● **Input data**
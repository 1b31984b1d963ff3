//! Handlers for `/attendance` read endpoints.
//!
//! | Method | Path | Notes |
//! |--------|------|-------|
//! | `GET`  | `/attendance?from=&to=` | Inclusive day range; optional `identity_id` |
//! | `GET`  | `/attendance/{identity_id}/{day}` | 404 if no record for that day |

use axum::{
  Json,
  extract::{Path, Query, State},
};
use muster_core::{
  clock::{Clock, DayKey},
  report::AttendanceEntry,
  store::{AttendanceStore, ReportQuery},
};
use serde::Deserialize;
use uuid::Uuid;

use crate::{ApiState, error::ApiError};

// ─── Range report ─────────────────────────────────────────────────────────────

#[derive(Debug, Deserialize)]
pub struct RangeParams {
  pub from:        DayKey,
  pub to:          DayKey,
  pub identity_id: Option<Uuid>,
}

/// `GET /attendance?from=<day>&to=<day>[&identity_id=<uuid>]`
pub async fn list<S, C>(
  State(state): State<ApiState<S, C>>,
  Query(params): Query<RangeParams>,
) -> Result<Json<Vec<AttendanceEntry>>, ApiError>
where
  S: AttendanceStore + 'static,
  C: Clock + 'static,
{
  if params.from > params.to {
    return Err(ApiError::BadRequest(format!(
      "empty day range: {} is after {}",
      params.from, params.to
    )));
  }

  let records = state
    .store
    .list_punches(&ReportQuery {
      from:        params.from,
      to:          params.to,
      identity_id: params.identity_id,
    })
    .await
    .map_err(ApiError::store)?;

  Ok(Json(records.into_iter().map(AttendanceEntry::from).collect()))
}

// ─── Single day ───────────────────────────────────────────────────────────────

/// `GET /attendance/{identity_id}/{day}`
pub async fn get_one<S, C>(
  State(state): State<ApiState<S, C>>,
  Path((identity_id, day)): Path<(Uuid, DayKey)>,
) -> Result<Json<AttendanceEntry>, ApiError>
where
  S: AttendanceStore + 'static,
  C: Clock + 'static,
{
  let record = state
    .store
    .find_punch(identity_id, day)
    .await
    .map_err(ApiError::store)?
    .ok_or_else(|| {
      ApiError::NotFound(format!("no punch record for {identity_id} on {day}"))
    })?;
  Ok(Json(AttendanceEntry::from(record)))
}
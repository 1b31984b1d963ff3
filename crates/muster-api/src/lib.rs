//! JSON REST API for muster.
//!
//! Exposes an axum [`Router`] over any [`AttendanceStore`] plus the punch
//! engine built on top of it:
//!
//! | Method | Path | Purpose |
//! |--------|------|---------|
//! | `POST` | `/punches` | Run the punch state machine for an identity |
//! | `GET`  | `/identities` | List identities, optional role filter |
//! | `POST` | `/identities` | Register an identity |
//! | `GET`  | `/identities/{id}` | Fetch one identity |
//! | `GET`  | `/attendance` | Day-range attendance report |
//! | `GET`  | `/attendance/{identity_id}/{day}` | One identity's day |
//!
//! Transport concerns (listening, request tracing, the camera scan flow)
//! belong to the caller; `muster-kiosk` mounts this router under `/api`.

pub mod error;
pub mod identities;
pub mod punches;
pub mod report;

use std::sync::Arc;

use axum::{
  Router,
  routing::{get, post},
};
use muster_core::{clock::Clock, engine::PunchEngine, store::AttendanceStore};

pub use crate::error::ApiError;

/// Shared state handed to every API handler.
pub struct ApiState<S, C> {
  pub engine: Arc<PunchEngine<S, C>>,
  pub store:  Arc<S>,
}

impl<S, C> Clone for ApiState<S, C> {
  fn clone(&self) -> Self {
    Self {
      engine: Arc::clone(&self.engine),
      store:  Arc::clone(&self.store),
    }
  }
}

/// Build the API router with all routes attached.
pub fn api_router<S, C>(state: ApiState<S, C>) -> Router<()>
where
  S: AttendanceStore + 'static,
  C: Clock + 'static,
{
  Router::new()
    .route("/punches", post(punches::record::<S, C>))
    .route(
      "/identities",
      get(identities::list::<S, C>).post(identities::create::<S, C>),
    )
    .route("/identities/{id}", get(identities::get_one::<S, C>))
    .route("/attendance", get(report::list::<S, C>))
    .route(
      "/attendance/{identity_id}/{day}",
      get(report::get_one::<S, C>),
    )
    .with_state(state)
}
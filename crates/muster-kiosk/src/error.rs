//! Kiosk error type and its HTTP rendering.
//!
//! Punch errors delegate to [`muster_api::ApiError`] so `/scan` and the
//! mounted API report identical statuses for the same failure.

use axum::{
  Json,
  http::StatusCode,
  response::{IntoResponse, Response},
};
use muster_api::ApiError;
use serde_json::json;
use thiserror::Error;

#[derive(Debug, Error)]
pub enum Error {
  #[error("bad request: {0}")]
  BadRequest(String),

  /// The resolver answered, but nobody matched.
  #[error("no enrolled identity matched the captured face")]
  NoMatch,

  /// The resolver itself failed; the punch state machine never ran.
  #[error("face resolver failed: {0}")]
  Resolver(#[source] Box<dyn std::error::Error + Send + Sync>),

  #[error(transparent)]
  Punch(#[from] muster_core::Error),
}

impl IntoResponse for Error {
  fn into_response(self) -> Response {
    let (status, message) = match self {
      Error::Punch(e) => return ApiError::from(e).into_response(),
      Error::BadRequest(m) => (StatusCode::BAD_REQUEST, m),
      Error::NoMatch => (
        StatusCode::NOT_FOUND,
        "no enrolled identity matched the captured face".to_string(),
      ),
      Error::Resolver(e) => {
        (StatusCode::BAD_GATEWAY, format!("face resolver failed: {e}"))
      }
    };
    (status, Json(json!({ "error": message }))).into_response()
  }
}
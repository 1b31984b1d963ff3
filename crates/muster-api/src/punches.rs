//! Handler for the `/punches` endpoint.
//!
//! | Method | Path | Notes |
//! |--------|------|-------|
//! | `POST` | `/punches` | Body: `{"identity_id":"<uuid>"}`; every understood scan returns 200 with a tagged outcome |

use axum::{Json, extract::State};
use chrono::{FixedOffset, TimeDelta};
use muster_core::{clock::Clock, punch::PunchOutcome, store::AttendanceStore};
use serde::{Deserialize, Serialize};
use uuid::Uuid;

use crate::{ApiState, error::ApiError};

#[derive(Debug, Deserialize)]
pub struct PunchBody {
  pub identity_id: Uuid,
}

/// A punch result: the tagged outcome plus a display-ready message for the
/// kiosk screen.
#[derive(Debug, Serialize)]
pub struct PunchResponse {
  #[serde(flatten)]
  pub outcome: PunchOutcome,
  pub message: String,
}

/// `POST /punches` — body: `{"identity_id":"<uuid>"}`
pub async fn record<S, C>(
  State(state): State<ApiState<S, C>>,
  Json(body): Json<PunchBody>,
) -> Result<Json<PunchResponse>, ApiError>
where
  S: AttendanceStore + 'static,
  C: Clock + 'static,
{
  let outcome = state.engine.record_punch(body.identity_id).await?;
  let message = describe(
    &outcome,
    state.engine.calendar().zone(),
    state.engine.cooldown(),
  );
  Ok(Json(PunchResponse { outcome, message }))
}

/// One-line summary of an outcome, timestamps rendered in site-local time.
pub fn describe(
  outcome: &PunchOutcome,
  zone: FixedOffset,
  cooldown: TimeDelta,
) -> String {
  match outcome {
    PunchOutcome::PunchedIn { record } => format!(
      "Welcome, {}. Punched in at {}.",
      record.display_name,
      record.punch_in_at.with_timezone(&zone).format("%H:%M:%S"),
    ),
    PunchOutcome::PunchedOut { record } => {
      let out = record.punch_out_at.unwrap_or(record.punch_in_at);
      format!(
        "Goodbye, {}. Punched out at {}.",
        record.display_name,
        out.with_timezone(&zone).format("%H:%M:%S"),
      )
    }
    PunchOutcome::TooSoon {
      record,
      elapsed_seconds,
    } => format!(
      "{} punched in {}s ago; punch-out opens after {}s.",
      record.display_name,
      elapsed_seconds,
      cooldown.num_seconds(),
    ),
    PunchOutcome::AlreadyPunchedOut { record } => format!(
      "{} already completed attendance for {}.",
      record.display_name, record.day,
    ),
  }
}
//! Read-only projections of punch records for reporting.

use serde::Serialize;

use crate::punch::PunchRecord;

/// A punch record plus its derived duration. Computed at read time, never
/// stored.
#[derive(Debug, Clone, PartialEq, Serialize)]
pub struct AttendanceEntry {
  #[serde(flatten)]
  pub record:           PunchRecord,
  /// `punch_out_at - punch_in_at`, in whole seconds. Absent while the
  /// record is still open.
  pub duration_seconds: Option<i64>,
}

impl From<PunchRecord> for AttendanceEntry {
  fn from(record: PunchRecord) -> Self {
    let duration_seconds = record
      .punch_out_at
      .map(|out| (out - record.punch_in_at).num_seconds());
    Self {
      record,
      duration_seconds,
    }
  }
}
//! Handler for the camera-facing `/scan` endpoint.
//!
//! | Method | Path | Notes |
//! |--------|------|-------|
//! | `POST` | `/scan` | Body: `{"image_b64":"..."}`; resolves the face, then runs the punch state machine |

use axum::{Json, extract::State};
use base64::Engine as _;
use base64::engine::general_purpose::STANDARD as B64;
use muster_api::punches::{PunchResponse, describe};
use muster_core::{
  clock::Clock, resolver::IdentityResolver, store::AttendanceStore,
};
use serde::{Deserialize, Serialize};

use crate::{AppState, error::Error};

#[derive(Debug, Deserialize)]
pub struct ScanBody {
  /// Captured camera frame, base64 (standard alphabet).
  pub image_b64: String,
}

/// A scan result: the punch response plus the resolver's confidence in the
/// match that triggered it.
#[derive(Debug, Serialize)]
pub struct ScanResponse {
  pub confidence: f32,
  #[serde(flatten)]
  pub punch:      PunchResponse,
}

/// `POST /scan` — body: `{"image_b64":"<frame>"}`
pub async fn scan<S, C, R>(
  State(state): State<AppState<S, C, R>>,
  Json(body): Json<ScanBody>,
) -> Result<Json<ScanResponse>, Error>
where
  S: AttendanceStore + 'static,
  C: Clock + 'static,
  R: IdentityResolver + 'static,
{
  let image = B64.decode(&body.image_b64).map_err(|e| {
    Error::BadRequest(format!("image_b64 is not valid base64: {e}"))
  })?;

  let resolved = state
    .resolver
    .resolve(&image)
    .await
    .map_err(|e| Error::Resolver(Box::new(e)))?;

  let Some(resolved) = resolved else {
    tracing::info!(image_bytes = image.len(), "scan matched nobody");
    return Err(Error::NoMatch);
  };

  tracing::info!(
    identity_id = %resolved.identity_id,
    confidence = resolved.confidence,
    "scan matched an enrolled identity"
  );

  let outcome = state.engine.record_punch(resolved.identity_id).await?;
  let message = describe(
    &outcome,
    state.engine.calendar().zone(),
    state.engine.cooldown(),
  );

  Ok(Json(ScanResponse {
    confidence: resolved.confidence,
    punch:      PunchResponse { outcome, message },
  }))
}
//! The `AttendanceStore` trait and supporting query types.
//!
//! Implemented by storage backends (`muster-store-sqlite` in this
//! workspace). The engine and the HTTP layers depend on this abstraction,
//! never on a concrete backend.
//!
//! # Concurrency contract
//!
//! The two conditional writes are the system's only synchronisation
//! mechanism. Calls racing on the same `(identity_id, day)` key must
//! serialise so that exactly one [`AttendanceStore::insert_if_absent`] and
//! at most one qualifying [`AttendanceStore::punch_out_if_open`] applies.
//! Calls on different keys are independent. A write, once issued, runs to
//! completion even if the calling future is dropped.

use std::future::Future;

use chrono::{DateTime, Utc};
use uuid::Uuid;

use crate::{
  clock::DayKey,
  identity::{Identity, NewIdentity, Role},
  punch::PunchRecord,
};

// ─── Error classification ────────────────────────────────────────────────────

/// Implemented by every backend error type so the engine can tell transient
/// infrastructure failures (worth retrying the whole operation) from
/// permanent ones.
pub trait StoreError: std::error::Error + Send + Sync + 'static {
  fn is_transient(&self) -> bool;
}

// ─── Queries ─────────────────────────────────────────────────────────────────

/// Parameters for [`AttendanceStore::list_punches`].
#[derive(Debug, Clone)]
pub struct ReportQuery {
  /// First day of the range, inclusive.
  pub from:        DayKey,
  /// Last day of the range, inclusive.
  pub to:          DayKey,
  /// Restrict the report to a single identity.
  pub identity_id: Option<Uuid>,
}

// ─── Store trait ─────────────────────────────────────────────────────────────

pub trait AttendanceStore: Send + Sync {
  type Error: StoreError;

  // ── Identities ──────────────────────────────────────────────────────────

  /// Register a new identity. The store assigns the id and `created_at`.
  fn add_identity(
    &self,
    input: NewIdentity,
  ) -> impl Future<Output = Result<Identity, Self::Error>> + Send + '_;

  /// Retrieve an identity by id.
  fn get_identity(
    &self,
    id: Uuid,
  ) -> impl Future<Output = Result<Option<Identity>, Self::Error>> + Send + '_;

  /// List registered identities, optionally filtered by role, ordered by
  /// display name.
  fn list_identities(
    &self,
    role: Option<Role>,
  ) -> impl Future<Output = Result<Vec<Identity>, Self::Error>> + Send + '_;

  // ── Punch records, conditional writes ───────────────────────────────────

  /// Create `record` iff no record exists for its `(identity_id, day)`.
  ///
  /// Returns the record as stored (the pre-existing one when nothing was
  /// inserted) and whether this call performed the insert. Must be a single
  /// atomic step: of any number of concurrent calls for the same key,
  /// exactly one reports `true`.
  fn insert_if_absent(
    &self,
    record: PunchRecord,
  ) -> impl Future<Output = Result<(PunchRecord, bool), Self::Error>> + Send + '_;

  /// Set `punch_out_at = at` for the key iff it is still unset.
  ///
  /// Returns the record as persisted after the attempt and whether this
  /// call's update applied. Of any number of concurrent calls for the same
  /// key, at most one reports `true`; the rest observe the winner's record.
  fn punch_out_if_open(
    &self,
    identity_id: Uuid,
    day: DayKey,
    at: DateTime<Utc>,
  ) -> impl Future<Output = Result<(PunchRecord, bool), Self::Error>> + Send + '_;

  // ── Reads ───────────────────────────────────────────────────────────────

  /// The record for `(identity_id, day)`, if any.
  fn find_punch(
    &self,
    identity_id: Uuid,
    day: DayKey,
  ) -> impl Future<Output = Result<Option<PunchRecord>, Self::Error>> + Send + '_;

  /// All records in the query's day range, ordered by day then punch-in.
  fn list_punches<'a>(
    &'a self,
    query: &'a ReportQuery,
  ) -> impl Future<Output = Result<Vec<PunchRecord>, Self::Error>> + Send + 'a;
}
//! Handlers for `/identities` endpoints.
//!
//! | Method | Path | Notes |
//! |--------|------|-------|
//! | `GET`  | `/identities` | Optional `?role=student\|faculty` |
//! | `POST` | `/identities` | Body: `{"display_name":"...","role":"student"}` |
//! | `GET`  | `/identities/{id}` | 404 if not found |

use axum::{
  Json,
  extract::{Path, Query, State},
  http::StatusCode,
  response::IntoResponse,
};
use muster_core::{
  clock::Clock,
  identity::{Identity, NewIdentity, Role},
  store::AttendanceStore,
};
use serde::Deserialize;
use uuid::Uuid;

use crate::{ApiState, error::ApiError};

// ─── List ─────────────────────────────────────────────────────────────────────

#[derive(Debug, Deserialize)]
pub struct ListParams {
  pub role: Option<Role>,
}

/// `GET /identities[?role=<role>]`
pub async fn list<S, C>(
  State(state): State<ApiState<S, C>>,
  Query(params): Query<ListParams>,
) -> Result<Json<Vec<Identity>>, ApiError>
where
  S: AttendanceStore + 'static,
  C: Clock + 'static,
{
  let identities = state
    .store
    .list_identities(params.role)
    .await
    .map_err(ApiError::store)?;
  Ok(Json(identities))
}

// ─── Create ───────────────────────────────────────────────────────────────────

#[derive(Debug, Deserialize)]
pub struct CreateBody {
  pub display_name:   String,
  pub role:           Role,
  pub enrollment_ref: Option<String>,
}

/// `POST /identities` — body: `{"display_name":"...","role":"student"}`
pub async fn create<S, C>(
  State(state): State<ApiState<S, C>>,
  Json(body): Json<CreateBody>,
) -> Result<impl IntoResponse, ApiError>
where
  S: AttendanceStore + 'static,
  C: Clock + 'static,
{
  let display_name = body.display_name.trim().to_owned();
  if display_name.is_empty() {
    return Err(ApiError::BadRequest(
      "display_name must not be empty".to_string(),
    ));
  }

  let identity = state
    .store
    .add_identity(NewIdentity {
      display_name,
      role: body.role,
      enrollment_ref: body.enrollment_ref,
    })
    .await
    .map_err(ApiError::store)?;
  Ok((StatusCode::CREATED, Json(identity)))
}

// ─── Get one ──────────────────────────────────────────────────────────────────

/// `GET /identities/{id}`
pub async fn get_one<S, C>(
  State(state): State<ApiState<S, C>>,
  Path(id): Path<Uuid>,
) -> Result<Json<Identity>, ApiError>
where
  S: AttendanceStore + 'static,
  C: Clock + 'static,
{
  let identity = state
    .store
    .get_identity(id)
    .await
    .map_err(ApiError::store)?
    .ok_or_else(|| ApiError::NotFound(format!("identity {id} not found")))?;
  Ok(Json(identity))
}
---
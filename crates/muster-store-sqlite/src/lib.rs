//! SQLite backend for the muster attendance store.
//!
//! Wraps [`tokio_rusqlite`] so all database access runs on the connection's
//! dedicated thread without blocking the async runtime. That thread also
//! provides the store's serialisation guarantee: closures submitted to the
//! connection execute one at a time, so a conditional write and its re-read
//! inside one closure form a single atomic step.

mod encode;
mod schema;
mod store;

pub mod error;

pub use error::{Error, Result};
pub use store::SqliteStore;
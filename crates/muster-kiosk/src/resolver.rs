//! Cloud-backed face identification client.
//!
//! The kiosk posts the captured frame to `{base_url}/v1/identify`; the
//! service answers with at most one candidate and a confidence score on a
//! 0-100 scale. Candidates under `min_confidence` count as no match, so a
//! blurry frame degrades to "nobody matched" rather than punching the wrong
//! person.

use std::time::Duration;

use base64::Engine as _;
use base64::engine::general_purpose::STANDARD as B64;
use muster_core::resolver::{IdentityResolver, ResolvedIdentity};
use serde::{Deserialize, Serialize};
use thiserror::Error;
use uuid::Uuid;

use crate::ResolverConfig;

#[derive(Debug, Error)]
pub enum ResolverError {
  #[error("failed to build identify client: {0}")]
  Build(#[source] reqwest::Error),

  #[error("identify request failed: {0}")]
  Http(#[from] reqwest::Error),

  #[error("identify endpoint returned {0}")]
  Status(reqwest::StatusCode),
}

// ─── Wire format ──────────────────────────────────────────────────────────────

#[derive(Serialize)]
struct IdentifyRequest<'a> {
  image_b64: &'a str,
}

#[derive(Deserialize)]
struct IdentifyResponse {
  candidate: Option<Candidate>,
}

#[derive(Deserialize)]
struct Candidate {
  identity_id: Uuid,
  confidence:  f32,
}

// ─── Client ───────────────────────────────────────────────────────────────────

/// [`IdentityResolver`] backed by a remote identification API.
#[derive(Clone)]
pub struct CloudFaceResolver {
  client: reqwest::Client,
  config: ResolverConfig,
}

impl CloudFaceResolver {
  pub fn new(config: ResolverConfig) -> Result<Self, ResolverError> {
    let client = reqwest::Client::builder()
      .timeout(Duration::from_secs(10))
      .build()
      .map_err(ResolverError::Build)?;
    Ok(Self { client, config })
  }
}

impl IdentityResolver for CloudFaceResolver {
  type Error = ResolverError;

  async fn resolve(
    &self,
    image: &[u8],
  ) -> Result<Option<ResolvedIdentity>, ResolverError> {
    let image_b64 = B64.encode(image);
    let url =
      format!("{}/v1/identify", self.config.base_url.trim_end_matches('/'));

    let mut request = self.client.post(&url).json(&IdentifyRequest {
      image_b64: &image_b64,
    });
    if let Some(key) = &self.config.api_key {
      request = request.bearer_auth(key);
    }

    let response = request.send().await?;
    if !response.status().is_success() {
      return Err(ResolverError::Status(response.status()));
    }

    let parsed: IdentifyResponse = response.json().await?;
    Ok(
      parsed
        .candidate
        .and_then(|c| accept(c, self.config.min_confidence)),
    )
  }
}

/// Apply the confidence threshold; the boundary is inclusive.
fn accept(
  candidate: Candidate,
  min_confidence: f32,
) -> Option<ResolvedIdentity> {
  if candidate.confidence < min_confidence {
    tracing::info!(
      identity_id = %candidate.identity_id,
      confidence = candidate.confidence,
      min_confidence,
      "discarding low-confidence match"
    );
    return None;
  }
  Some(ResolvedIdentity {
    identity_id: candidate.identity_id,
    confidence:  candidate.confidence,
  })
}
==
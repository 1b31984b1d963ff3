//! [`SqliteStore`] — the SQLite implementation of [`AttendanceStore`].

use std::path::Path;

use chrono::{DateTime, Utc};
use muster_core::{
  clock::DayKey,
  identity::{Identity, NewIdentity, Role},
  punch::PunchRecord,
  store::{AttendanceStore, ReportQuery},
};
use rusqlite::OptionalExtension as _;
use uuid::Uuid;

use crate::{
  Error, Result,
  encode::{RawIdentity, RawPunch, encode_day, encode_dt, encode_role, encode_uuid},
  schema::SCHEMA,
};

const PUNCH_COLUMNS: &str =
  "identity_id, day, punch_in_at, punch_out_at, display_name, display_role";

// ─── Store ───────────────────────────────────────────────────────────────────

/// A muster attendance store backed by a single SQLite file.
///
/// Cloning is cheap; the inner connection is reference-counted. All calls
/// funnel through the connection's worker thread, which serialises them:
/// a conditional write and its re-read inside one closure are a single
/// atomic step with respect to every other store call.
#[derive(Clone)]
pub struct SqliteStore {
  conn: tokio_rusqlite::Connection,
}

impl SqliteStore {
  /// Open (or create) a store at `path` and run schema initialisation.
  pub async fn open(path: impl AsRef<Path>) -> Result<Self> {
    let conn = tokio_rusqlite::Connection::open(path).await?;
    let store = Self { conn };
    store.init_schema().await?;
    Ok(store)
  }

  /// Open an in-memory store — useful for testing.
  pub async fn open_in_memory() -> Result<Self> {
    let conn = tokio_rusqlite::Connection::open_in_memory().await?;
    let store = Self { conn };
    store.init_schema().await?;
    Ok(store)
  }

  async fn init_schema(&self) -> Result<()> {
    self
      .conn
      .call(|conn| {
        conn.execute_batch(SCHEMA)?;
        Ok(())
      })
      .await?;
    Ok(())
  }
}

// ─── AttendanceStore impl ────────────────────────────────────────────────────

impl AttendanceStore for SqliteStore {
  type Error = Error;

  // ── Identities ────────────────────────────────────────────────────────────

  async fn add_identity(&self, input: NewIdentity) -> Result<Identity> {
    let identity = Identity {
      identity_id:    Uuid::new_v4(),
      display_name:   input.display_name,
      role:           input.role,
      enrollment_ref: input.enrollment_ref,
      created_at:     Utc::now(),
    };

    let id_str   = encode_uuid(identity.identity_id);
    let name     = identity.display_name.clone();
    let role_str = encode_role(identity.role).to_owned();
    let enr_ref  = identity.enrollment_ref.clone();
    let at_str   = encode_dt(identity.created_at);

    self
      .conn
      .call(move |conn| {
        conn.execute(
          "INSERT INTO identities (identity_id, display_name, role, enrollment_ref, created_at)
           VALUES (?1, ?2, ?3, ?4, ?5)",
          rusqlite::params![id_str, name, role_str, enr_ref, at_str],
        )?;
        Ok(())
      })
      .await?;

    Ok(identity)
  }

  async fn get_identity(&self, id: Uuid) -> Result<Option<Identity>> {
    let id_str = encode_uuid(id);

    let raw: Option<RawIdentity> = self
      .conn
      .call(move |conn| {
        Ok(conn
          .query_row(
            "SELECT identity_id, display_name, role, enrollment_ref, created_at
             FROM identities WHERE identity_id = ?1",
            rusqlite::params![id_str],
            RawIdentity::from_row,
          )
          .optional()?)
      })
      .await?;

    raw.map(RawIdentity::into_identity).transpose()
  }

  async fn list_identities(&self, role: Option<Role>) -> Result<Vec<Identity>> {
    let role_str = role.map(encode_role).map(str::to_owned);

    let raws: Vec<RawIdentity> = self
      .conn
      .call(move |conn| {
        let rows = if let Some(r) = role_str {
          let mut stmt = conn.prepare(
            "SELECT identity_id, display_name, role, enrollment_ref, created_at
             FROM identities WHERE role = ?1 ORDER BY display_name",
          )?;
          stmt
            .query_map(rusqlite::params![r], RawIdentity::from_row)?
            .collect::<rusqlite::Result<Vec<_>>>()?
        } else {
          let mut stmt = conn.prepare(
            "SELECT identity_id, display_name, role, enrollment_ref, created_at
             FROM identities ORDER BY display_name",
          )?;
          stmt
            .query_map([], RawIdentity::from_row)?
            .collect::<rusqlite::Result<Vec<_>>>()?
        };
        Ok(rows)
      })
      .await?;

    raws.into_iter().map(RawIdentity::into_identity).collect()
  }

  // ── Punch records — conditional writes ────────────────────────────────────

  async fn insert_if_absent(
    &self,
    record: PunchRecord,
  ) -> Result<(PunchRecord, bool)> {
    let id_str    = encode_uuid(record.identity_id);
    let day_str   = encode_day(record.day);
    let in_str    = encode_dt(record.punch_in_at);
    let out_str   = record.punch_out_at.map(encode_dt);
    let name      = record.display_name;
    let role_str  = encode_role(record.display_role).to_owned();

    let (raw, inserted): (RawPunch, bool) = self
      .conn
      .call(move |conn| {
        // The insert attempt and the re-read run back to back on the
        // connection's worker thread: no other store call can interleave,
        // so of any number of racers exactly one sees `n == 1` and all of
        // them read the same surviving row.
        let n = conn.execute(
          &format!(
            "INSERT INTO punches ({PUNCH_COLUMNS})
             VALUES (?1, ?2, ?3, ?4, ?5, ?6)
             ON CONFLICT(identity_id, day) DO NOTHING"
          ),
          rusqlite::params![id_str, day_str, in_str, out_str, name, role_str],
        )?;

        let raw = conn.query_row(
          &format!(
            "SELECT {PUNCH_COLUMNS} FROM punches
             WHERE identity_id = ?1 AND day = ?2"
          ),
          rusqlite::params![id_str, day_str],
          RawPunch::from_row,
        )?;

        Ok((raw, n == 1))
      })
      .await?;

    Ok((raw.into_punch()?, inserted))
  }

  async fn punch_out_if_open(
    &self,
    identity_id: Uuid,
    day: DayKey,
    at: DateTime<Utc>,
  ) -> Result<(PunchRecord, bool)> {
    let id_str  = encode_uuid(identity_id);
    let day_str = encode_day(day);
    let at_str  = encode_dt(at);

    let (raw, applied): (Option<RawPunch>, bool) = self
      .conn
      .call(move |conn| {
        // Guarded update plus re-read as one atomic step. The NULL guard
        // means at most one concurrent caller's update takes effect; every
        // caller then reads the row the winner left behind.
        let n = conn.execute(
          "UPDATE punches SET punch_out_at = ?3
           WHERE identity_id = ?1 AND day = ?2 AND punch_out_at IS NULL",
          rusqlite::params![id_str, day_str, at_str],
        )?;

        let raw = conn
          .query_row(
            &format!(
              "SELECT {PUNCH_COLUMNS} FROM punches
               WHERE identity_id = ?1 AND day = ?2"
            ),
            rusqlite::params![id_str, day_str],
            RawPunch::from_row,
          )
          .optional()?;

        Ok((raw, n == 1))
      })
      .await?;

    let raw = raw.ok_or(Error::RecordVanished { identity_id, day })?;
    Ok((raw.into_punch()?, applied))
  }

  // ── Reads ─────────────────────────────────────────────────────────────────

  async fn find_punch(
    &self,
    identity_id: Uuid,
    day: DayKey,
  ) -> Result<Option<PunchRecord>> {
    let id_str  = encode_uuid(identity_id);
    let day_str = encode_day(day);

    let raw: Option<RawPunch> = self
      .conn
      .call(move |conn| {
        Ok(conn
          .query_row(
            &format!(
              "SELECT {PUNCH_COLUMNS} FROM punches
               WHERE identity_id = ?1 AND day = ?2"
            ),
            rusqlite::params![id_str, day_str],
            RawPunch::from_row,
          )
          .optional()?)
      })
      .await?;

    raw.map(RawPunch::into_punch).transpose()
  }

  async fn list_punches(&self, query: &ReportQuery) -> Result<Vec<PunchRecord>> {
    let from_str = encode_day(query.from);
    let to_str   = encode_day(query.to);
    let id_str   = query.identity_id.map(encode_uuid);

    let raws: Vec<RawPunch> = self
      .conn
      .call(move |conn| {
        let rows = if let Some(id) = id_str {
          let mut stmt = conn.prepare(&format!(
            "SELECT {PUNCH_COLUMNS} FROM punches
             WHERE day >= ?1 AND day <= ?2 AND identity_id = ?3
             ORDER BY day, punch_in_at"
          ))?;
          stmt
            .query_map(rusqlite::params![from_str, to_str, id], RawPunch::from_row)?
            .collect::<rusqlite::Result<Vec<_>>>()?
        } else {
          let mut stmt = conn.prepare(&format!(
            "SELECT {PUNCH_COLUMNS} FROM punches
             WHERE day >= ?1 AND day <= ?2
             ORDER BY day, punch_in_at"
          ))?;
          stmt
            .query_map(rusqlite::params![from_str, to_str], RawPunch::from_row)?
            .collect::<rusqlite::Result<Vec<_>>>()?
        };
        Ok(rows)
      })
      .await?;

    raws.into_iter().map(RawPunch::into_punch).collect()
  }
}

● **Task**
Give the exact lines, and only those, from the line containing "but nobody matched." through the line containing "pub struct PunchBody" in the entries above.

● **Solved problem**
  /// The resolver answered, but nobody matched.
  #[error("no enrolled identity matched the captured face")]
  NoMatch,

  /// The resolver itself failed; the punch state machine never ran.
  #[error("face resolver failed: {0}")]
  Resolver(#[source] Box<dyn std::error::Error + Send + Sync>),

  #[error(transparent)]
  Punch(#[from] muster_core::Error),
}

impl IntoResponse for Error {
  fn into_response(self) -> Response {
    let (status, message) = match self {
      Error::Punch(e) => return ApiError::from(e).into_response(),
      Error::BadRequest(m) => (StatusCode::BAD_REQUEST, m),
      Error::NoMatch => (
        StatusCode::NOT_FOUND,
        "no enrolled identity matched the captured face".to_string(),
      ),
      Error::Resolver(e) => {
        (StatusCode::BAD_GATEWAY, format!("face resolver failed: {e}"))
      }
    };
    (status, Json(json!({ "error": message }))).into_response()
  }
}
repository 1b31984b1d963ff3
filename crates/muster-api/src/punches.rs
//! Handler for the `/punches` endpoint.
//!
//! | Method | Path | Notes |
//! |--------|------|-------|
//! | `POST` | `/punches` | Body: `{"identity_id":"<uuid>"}`; every understood scan returns 200 with a tagged outcome |

use axum::{Json, extract::State};
use chrono::{FixedOffset, TimeDelta};
use muster_core::{clock::Clock, punch::PunchOutcome, store::AttendanceStore};
use serde::{Deserialize, Serialize};
use uuid::Uuid;

use crate::{ApiState, error::ApiError};

#[derive(Debug, Deserialize)]
pub struct PunchBody {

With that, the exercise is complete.